P-au-P., 26 sept. 02 [AlterPresse] --- "Etat de droit et enfance en Haïti : Restituer l’enfance". C’est le titre du sixième volume de la collection Etat de droit de Haïti Solidarité Internationale (HSI).
L’auteure de cette publication porte un regard neuf sur la situation éprouvante des enfants haïtiens qu’elle situe à l’intérieur d’un contexte national sans pour autant en occulter les spécificités. Eveline Trouillot questionne la responsabilité de l’Etat, tant au niveau de l’élaboration et de l’adoption des prescriptions légales relatives à l’enfance qu’au niveau de leur application.
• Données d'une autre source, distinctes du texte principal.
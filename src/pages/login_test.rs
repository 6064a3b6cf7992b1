use super::*;

#[test]
fn validate_login_input_trims_user_name() {
    assert_eq!(validate_login_input("  alice  ", "pw"), Ok(Credentials::new("alice", "pw")));
}

#[test]
fn validate_login_input_keeps_password_verbatim() {
    let creds = validate_login_input("alice", " pass word ").unwrap();
    assert_eq!(creds.password, " pass word ");
}

#[test]
fn validate_login_input_requires_user_name() {
    assert_eq!(validate_login_input("   ", "pw"), Err(MISSING_FIELDS));
}

#[test]
fn validate_login_input_requires_password() {
    assert_eq!(validate_login_input("alice", ""), Err(MISSING_FIELDS));
}
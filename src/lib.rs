//! # clinic-client
//!
//! Leptos + WASM frontend session layer for the clinic portal.
//!
//! This crate holds the client-side authentication state: the current user,
//! login and logout against the backend's `/auth` endpoints, and a loading
//! flag, persisted in `localStorage` and provided to the UI tree through a
//! single `SessionStore` context.

pub mod app;
pub mod config;
pub mod error;
pub mod net;
pub mod pages;
pub mod state;
pub mod util;

/// WASM entry point: hydrate the server-rendered shell.
#[cfg(feature = "hydrate")]
#[wasm_bindgen::prelude::wasm_bindgen]
pub fn hydrate() {
    console_error_panic_hook::set_once();
    let _ = console_log::init_with_level(log::Level::Debug);
    leptos::mount::hydrate_body(app::App);
}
L’auteure s’interroge sur l’existence réelle des droits de l’enfant haïtien, vu que celui-ci est généralement annexé à un autre ayant sur lui toute autorité, ballotté entre l’autorité de la famille et celle de l’école.
L’ouvrage relève que les balbutiements que l’on entend actuellement autour de l’enfance s’expliquent surtout par les orientations des bailleurs de fonds. Il ne faut pas s’étonner, prévient Eveline Trouillot, que la non imprégnation de ces actions ponctuelles colloques, états généraux, campagnes de sensibilisation) d’engagement profond transforme celles-ci en mascarades de courte durée.
L’éducatrice souligne les effets de la carence de structures étatiques sur la situation des jeunes et de leurs familles. "Prisonniers d’un environnement insalubre, dépourvu d’espaces de loisirs, l’enfant haïtien devient de plus en plus tel un oiseau en cage".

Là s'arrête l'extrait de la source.